Exercise aim
Take the entries that follow and return exactly the lines from the one holding "pub fn not_found_error(&self)" through the one holding "type Err = Infallible;", both included. Nothing else is needed.

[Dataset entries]
----------------------------------------

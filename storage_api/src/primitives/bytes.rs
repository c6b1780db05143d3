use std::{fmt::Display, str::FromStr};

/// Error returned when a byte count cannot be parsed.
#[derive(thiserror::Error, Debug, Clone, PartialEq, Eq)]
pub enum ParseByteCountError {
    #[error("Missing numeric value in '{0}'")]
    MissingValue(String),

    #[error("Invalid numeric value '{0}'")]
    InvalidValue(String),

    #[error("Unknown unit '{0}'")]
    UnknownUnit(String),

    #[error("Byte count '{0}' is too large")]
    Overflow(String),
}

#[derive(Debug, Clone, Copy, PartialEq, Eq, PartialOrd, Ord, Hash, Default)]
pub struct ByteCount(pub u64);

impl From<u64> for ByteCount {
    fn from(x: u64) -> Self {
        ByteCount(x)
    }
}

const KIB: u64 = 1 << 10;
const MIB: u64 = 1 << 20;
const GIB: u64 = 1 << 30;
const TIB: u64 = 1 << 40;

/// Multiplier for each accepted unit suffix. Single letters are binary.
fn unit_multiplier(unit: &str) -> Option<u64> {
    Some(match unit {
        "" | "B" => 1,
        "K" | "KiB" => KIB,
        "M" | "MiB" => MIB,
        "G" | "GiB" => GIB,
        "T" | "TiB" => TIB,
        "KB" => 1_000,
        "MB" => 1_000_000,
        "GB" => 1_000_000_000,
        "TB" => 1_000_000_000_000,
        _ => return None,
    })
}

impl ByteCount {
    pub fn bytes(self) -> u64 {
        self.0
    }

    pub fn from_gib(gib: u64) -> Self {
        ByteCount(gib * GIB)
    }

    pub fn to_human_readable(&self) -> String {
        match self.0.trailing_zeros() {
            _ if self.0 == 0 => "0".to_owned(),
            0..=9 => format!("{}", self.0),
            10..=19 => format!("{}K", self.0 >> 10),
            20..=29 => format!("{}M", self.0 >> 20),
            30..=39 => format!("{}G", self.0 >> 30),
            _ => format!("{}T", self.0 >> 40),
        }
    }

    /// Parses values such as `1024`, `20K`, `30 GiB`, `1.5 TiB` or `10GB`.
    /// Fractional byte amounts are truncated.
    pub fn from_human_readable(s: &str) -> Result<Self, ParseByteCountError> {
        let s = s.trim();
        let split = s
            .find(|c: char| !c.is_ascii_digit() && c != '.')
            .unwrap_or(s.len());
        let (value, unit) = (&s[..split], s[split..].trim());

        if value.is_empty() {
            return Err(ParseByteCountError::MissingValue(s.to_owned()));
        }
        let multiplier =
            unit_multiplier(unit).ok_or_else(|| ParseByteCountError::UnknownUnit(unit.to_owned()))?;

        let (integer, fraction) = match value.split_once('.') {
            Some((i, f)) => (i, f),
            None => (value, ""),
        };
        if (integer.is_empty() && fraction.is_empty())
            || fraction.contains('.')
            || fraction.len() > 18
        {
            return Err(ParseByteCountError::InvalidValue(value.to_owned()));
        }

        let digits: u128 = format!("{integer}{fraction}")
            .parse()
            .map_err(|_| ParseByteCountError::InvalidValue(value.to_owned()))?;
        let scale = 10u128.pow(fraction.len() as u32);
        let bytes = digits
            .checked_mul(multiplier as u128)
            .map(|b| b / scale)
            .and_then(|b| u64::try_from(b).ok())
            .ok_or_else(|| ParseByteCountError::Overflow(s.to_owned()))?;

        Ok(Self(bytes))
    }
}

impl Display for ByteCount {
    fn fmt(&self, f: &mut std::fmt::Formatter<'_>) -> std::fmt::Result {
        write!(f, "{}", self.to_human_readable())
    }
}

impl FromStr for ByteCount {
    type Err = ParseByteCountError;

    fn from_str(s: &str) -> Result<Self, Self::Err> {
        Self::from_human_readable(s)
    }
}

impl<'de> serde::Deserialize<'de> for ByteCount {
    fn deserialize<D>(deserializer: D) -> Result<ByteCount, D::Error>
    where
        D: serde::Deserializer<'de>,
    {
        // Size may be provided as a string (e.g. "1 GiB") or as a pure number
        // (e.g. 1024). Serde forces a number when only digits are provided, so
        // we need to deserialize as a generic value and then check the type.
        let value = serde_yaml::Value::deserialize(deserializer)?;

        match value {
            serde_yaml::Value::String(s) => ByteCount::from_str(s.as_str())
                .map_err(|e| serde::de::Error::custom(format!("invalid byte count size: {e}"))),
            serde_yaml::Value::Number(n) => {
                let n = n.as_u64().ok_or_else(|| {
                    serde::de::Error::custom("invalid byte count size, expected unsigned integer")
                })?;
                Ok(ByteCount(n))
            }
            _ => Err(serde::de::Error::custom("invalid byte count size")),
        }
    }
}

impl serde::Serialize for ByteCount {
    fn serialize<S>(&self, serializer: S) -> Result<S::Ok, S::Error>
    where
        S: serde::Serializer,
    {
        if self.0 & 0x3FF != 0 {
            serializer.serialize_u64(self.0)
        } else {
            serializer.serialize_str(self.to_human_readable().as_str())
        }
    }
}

----------------------------------------

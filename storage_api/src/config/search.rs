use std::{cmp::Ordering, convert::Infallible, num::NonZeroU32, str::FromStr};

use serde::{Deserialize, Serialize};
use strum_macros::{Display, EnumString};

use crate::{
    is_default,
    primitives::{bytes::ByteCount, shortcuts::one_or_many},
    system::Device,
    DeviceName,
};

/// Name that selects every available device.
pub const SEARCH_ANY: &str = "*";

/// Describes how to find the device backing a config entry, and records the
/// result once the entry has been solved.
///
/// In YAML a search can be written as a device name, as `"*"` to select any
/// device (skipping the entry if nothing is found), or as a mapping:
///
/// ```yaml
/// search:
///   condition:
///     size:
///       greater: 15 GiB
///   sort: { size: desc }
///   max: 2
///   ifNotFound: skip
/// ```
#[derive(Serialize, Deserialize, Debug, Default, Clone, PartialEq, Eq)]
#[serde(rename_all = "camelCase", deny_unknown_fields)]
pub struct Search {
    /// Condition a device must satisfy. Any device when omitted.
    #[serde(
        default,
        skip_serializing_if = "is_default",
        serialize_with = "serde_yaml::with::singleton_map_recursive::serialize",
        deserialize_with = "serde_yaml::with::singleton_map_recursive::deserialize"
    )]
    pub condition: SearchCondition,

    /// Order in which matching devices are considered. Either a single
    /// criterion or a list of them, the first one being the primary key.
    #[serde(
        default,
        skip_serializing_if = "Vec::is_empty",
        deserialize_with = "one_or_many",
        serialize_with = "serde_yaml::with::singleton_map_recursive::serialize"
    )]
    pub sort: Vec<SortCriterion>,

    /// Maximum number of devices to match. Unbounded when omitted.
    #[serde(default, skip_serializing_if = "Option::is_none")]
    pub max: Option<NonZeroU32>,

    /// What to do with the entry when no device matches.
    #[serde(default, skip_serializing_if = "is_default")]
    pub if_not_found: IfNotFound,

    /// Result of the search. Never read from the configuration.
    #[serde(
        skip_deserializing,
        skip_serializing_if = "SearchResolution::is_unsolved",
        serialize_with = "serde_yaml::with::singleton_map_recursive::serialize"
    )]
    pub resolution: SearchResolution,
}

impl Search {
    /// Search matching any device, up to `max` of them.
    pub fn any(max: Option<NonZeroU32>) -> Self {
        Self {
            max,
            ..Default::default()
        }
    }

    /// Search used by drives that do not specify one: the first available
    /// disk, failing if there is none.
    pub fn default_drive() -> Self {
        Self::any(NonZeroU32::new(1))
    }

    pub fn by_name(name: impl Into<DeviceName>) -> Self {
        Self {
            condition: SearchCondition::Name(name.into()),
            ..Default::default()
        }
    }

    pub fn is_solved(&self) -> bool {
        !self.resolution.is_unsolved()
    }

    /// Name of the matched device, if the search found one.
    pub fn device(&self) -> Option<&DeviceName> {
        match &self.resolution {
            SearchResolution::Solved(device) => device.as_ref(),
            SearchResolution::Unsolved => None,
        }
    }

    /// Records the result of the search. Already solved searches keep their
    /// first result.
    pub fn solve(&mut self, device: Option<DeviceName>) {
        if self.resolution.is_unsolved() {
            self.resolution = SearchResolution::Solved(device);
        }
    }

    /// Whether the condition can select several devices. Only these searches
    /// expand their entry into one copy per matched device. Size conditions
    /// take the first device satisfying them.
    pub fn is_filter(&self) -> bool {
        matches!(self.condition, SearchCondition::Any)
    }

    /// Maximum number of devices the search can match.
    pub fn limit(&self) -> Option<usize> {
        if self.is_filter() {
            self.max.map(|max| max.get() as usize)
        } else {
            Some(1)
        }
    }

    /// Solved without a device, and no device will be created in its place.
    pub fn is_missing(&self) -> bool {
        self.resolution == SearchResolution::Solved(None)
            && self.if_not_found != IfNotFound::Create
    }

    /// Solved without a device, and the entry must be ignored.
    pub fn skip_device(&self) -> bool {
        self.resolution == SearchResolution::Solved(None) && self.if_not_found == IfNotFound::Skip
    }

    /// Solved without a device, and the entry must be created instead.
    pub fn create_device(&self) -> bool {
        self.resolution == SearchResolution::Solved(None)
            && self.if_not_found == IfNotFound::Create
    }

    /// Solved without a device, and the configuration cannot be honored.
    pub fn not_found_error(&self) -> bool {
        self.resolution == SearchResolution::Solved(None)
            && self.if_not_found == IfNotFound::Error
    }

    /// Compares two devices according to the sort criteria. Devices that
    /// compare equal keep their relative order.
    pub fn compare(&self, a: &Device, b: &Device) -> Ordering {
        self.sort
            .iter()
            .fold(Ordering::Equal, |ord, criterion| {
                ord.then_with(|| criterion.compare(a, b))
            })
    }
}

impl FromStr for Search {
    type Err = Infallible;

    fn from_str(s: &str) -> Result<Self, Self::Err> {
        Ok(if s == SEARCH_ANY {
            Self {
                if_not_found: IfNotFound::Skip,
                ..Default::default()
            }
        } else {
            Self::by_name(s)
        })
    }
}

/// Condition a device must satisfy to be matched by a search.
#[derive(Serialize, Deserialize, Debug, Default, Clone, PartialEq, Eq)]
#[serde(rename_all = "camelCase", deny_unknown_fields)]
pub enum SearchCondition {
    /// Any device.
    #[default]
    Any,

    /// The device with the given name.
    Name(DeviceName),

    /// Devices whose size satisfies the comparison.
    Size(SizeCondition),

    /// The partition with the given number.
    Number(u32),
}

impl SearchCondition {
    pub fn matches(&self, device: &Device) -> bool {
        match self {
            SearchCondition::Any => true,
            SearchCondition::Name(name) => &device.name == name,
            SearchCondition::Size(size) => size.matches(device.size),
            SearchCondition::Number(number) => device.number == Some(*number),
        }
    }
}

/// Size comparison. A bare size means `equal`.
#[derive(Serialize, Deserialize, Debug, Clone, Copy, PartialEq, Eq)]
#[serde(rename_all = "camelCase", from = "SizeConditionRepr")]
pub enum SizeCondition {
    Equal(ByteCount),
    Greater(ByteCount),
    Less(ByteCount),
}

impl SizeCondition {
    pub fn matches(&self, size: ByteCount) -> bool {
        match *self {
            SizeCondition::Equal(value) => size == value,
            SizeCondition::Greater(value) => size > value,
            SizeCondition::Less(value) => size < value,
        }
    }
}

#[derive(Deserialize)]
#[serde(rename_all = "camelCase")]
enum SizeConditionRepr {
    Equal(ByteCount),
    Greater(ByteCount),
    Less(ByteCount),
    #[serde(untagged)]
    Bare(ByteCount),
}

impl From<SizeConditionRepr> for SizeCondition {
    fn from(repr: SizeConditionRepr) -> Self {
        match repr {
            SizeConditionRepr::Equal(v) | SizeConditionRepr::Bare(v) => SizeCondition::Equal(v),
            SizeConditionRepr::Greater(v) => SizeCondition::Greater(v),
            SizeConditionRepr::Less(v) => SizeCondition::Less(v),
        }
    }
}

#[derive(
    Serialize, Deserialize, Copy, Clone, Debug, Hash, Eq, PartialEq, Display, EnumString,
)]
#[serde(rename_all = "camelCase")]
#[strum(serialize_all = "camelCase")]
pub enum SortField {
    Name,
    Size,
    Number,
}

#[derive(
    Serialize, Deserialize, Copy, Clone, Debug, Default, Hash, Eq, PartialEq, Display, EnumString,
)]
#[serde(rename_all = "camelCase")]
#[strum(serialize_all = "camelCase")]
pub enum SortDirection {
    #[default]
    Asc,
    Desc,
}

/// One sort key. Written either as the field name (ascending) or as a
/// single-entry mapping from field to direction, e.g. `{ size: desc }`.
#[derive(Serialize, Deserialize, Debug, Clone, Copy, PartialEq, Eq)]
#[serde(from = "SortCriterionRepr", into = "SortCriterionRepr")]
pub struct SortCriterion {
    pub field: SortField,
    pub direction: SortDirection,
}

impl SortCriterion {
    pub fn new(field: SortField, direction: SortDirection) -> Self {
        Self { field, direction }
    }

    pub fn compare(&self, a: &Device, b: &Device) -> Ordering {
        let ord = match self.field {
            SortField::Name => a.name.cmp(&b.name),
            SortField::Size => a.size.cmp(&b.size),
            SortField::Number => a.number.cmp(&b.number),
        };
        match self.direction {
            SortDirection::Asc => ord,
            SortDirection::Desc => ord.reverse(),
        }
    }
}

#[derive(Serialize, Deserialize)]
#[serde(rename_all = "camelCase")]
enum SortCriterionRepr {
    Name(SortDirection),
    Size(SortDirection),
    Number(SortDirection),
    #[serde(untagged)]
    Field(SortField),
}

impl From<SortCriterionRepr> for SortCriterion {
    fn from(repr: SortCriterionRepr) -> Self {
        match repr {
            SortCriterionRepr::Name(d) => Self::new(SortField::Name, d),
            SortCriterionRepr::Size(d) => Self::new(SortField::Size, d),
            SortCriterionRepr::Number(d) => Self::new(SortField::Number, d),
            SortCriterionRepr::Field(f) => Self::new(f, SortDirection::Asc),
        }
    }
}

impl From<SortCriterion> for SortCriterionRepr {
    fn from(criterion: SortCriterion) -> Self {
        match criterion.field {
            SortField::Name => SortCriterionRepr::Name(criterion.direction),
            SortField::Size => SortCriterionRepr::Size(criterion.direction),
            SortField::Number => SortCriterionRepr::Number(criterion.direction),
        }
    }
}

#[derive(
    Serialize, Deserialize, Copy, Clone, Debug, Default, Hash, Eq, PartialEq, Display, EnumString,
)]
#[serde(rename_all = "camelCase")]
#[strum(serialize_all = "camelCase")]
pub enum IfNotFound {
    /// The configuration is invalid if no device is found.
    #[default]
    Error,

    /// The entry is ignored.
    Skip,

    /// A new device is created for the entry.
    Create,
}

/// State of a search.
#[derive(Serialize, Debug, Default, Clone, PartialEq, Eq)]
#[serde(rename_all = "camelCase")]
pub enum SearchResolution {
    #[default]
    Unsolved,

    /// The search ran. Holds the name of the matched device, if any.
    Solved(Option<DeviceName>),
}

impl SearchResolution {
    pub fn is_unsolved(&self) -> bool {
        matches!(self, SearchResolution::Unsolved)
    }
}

----------------------------------------

Solution
    pub fn not_found_error(&self) -> bool {
        self.resolution == SearchResolution::Solved(None)
            && self.if_not_found == IfNotFound::Error
    }

    /// Compares two devices according to the sort criteria. Devices that
    /// compare equal keep their relative order.
    pub fn compare(&self, a: &Device, b: &Device) -> Ordering {
        self.sort
            .iter()
            .fold(Ordering::Equal, |ord, criterion| {
                ord.then_with(|| criterion.compare(a, b))
            })
    }
}

impl FromStr for Search {
    type Err = Infallible;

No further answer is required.